Thelate scholar and literary critic Lauren Berlant builds on a known concept of affective realism, whereby our innermost feelings create our reality (sound familiar?) and define the ways we are emotionally attached (often, anxiously so) to various forms of culture and politics and social structures. A helpful entry for thinking about Gregory’s work, Berlant’s term traumic is a primary example, referring to a genre of media in which a certain form of dark humor (visualized through opposing sensibilities) sometimes seems like the only option for coping with external traumatic events. Her interest in cliché, also part of Gregory’s vocabulary, looks at how smooth cultural tropes flatten individual experience but also offer points of connection. Likening her appropriation of capitalism’s various visual codes to the ways the avant-pop DJ and music artist SOPHIE (also tragically gone before her time) follows the pop song as a formula without subscribing her music to the complete pop fantasy, Gregory adopts cliché and hyperbole in a surreptitious mashup of autotuning imitation meets heartfelt self-expression. In sounding like the thing without being the thing while still inspiring love and obsession, Gregory’s work asks us to look at irony with sincerity, and at sincerity with irony, thereby interrupting the seamlessness with which we consume cultural products that, in the artist’s words, are “often vacuous but wield significant power in shaping collective dreams and social behavior.”
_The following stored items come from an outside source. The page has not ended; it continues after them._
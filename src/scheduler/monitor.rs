use crate::scheduler::registry::JobCounts;

/// Watches for the moment every job is terminal.
#[derive(Debug)]
pub struct CompletionMonitor {
    total: usize,
    fired: bool,
}

impl CompletionMonitor {
    pub fn new(total: usize) -> Self {
        Self {
            total,
            fired: false,
        }
    }

    /// Returns `true` exactly once: the first time `completed + timed_out`
    /// reaches the batch size. Later calls return `false`.
    pub fn check(&mut self, counts: &JobCounts) -> bool {
        if self.fired || counts.processed() < self.total {
            return false;
        }
        self.fired = true;
        tracing::info!(
            total = self.total,
            completed = counts.completed,
            timed_out = counts.timed_out,
            "All jobs processed"
        );
        true
    }

    pub fn has_fired(&self) -> bool {
        self.fired
    }
}
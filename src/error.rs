use thiserror::Error;

use crate::scheduler::JobId;
use crate::worker::{WorkerId, WorkerLifecycle};

#[derive(Error, Debug)]
pub enum BatchError {
    #[error("Worker {worker_id} is {lifecycle}, cannot accept job {job_id}")]
    Dispatch {
        worker_id: WorkerId,
        lifecycle: WorkerLifecycle,
        job_id: JobId,
    },

    #[error("Worker {0} is no longer running")]
    WorkerGone(WorkerId),

    #[error("Job not found: {0}")]
    JobNotFound(JobId),

    #[error("Worker pool exhausted: {0}")]
    PoolExhausted(String),

    #[error("Job source error: {0}")]
    Source(String),

    #[error("Invalid configuration: {0}")]
    Config(String),

    #[error("Batch run cancelled")]
    Cancelled,

    #[error("I/O error: {0}")]
    Io(#[from] std::io::Error),

    #[error("Serialization error: {0}")]
    Json(#[from] serde_json::Error),
}

pub type Result<T> = std::result::Result<T, BatchError>;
Motifs of said vacuousness, or the tangible presence of emptiness within ideas of ourselves, shaped by these products — and the comedy of it — run throughout Gregory’s work: in smudged and occluded text, empty vitrines and gift boxes, lots of transparent plastic, and finished wine bottles. “If You Are So Damn Smart, Why Ain’t You Rich?” reads a discarded yellowed ashtray in Counterfeit (2022), a floor sculpture of ajar gift boxes revealing the inscribed object and a sweetly crocheted handkerchief. In her 2023 show at Sophie Tappeiner,“A Little Newer, A Little Better, A Little Sooner Than Is Necessary,” a related floor installation of studio scraps housed in an orange Hermès box and other high-fashion packaging, alongside tiny irreverent abstract paintings unstretched like blotting cloths, resemble a field of provisional memorials. While reminiscent of Sylvie Fleury’s flashy deadpan designer shoeboxes and Isa Genzken’s anarchic consumer neo-junk assemblages, Gregory’s sculptures exude almost unadulterated nihilism, with a wink at the “end of art” but genuine sense of lost hope about what it can do in the world (and why it should have to).
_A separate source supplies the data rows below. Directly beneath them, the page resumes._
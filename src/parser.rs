use miette::Result;

use crate::air::{Address, Air, AirStmt, Offset, Operand, Target};
use crate::error;
use crate::instr::{ShiftKind, ShiftedReg};
use crate::lexer::{parse_int, tokenize, Token, TokenKind};
use crate::symbol::Mnemonic;

/// First pass: reads every line, binds labels to addresses and turns instructions into AIR.
pub struct AsmParser<'a> {
    /// Reference to the source file
    src: &'a str,
}

impl<'a> AsmParser<'a> {
    pub fn new(src: &'a str) -> Self {
        AsmParser { src }
    }

    pub fn parse(self) -> Result<Air> {
        let mut air = Air::new();
        let mut base = 0;
        for line in self.src.split_inclusive('\n') {
            let mut parser = LineParser::new(self.src, line, base);
            base += line.len();

            if let Some(label) = parser.label() {
                let name = &self.src[label.span.range()];
                if let Some(first) = air.bind_label(name) {
                    return Err(error::parse_duplicate_label(label.span, self.src, first));
                }
            }
            // Blank and label-only lines take no space
            if parser.at_eof() {
                continue;
            }
            air.add_stmt(parser.statement()?);
        }
        Ok(air)
    }
}

/// Operand parser over the tokens of a single line.
pub struct LineParser<'a> {
    src: &'a str,
    /// Always ends with `Eof`
    toks: Vec<Token>,
    pos: usize,
}

impl<'a> LineParser<'a> {
    pub fn new(src: &'a str, line: &str, base: usize) -> Self {
        LineParser {
            src,
            toks: tokenize(line, base),
            pos: 0,
        }
    }

    fn peek(&self) -> Token {
        self.peek_nth(0)
    }

    fn peek_nth(&self, n: usize) -> Token {
        self.toks[(self.pos + n).min(self.toks.len() - 1)]
    }

    fn next(&mut self) -> Token {
        let tok = self.peek();
        if tok.kind != TokenKind::Eof {
            self.pos += 1;
        }
        tok
    }

    fn text(&self, tok: Token) -> &'a str {
        &self.src[tok.span.range()]
    }

    pub fn at_eof(&self) -> bool {
        self.peek().kind == TokenKind::Eof
    }

    /// Consume a leading `name:` and return the name token.
    pub fn label(&mut self) -> Option<Token> {
        if self.peek().kind == TokenKind::Ident && self.peek_nth(1).kind == TokenKind::Colon {
            let name = self.next();
            self.next();
            Some(name)
        } else {
            None
        }
    }

    /// Parse the instruction making up the rest of the line.
    pub fn statement(&mut self) -> Result<AirStmt> {
        let head = self.next();
        if head.kind != TokenKind::Ident {
            return Err(error::parse_generic_unexpected(self.src, "mnemonic", head));
        }
        let mnemonic: Mnemonic = self
            .text(head)
            .parse()
            .map_err(|_| error::parse_unknown_mnemonic(head.span, self.src))?;

        let stmt = match mnemonic {
            Mnemonic::Compute(opcode) => {
                let rd = self.reg()?;
                self.expect_comma()?;
                let rn = self.reg()?;
                self.expect_comma()?;
                AirStmt::Compute {
                    opcode,
                    rd,
                    rn,
                    operand: self.operand2()?,
                }
            }
            Mnemonic::Mov => {
                let rd = self.reg()?;
                self.expect_comma()?;
                AirStmt::Move {
                    rd,
                    operand: self.operand2()?,
                }
            }
            Mnemonic::Compare(opcode) => {
                let rn = self.reg()?;
                self.expect_comma()?;
                AirStmt::Compare {
                    opcode,
                    rn,
                    operand: self.operand2()?,
                }
            }
            Mnemonic::Mul | Mnemonic::Mla => {
                let rd = self.reg()?;
                self.expect_comma()?;
                let rm = self.reg()?;
                self.expect_comma()?;
                let rs = self.reg()?;
                let accumulate = if mnemonic == Mnemonic::Mla {
                    self.expect_comma()?;
                    Some(self.reg()?)
                } else {
                    None
                };
                AirStmt::Multiply {
                    rd,
                    rm,
                    rs,
                    accumulate,
                }
            }
            Mnemonic::Ldr | Mnemonic::Str => {
                let load = mnemonic == Mnemonic::Ldr;
                let rd = self.reg()?;
                self.expect_comma()?;
                let addr = self.address()?;
                if let (false, Address::Literal { span, .. }) = (load, addr) {
                    return Err(error::asm_literal_store(span, self.src));
                }
                AirStmt::Transfer { load, rd, addr }
            }
            Mnemonic::Branch(cond) => AirStmt::Branch {
                cond,
                target: self.target()?,
            },
            Mnemonic::Shift(kind) => {
                let rd = self.reg()?;
                self.expect_comma()?;
                AirStmt::Shift {
                    kind,
                    rd,
                    amount: self.shift_amount()?,
                }
            }
            Mnemonic::Andeq => {
                self.reg()?;
                self.expect_comma()?;
                self.reg()?;
                self.expect_comma()?;
                self.reg()?;
                AirStmt::Halt
            }
        };

        let tok = self.next();
        if tok.kind != TokenKind::Eof {
            return Err(error::parse_generic_unexpected(self.src, "end of line", tok));
        }
        Ok(stmt)
    }

    fn expect(&mut self, kind: TokenKind, expected: &str) -> Result<Token> {
        let tok = self.next();
        if tok.kind == kind {
            Ok(tok)
        } else {
            Err(error::parse_generic_unexpected(self.src, expected, tok))
        }
    }

    fn expect_comma(&mut self) -> Result<()> {
        self.expect(TokenKind::Comma, "','").map(|_| ())
    }

    fn reg(&mut self) -> Result<u8> {
        let tok = self.next();
        match tok.kind {
            TokenKind::Reg(reg) => Ok(reg),
            _ => Err(error::parse_generic_unexpected(self.src, "register", tok)),
        }
    }

    /// Signed value of an `Imm` or `Lit` token.
    fn int(&self, tok: Token) -> Result<i64> {
        // Skip the `#` or `=`
        parse_int(&self.text(tok)[1..]).map_err(|e| error::parse_bad_lit(tok.span, self.src, e))
    }

    /// A 32-bit value; negative numbers wrap to their two's complement.
    fn word(&self, tok: Token) -> Result<u32> {
        let value = self.int(tok)?;
        if !(i32::MIN as i64..=u32::MAX as i64).contains(&value) {
            return Err(error::parse_lit_range(tok.span, self.src, u32::MAX));
        }
        Ok(value as u32)
    }

    fn operand2(&mut self) -> Result<Operand> {
        let tok = self.peek();
        match tok.kind {
            TokenKind::Imm => {
                self.next();
                Ok(Operand::Imm {
                    value: self.word(tok)?,
                    span: tok.span,
                })
            }
            TokenKind::Reg(_) => Ok(Operand::Reg(self.shifted_reg()?)),
            _ => Err(error::parse_generic_unexpected(
                self.src,
                "register or immediate",
                tok,
            )),
        }
    }

    /// `rm` with an optional `, <kind> #n`.
    fn shifted_reg(&mut self) -> Result<ShiftedReg> {
        let rm = self.reg()?;
        if self.peek().kind != TokenKind::Comma || self.peek_nth(1).kind != TokenKind::Ident {
            return Ok(ShiftedReg {
                rm,
                kind: ShiftKind::Lsl,
                amount: 0,
            });
        }
        self.next();
        let tok = self.next();
        let kind: ShiftKind = self
            .text(tok)
            .parse()
            .map_err(|_| error::parse_generic_unexpected(self.src, "shift kind", tok))?;
        Ok(ShiftedReg {
            rm,
            kind,
            amount: self.shift_amount()?,
        })
    }

    fn shift_amount(&mut self) -> Result<u8> {
        let tok = self.expect(TokenKind::Imm, "shift amount")?;
        let amount = self.int(tok)?;
        if !(0..=31).contains(&amount) {
            return Err(error::parse_lit_range(tok.span, self.src, 31));
        }
        Ok(amount as u8)
    }

    fn address(&mut self) -> Result<Address> {
        let tok = self.peek();
        if tok.kind == TokenKind::Lit {
            self.next();
            return Ok(Address::Literal {
                value: self.word(tok)?,
                span: tok.span,
            });
        }

        self.expect(TokenKind::OpenBracket, "'[' or '=value'")?;
        let rn = self.reg()?;
        if self.peek().kind == TokenKind::CloseBracket {
            self.next();
            if self.peek().kind == TokenKind::Comma {
                self.next();
                return Ok(Address::Post {
                    rn,
                    offset: self.offset()?,
                });
            }
            return Ok(Address::Pre {
                rn,
                offset: Offset::ZERO,
            });
        }
        self.expect_comma()?;
        let offset = self.offset()?;
        self.expect(TokenKind::CloseBracket, "']'")?;
        Ok(Address::Pre { rn, offset })
    }

    fn offset(&mut self) -> Result<Offset> {
        let tok = self.peek();
        match tok.kind {
            TokenKind::Imm => {
                self.next();
                let value = self.int(tok)?;
                if value.abs() > 0xFFF {
                    return Err(error::asm_offset_range(tok.span, self.src, value));
                }
                Ok(Offset::Imm {
                    up: value >= 0,
                    value: value.unsigned_abs() as u32,
                })
            }
            TokenKind::Minus => {
                self.next();
                Ok(Offset::Reg {
                    up: false,
                    reg: self.shifted_reg()?,
                })
            }
            TokenKind::Reg(_) => Ok(Offset::Reg {
                up: true,
                reg: self.shifted_reg()?,
            }),
            _ => Err(error::parse_generic_unexpected(self.src, "offset", tok)),
        }
    }

    fn target(&mut self) -> Result<Target> {
        let tok = self.next();
        match tok.kind {
            TokenKind::Ident => Ok(Target::Label {
                name: self.text(tok).to_owned(),
                span: tok.span,
            }),
            TokenKind::Imm => Ok(Target::Addr(self.word(tok)?)),
            _ => Err(error::parse_generic_unexpected(
                self.src,
                "label or #address",
                tok,
            )),
        }
    }
}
In Gregory’s first institutional solo show,“If I can’t have it, no one can” at CAPC Musée d’art contemporain de Bordeaux, lighting effects offer meandering puns on other forms of absence by way of projection and performance. As the artist abstractly transforms the galleries with the theatricality of a CNBC war room or unattended Olympics awards ceremony aglow in red, white, and blue, she seems to muse whether there’s some patriotic victory to celebrate. Highlighting the cavernous architecture, the spotlights accentuate the “nothing” that is here or that something is conspicuously missing (say, the intimacy and fulfillment and community that Nina Simone mourns in “Everybody’s Gone to the Moon” (1969), which informed the exhibition). “Eyes full of sorrow, never wet / Hands full of money, all in debt / Sun coming out in the middle of June / Everyone’s gone to the moon.” A similar tone of slight amusement accompanies other works in the show, including the “Estate Sale” paintings (2022–23) of UBS ads featuring white fathers and sons engaged in the proverbial passing of elitism’s torch of tying ties and passing down trust funds. Backlit with bright white, they contribute to the charade of how success and its social dynamics “ought” to look: from owning luxury goods to constructs of “Black Excellence” to Calvin Warren’s writings on Black nihilism, whereby the myth of “progress” only perpetuates America’s reliance on oppression at the core. What Gregory’s work shows us collectively is the ambient feeling of looking at what never was, or what it feels like when you subliminally knew that it was vacant from the beginning despite the sensory onslaught.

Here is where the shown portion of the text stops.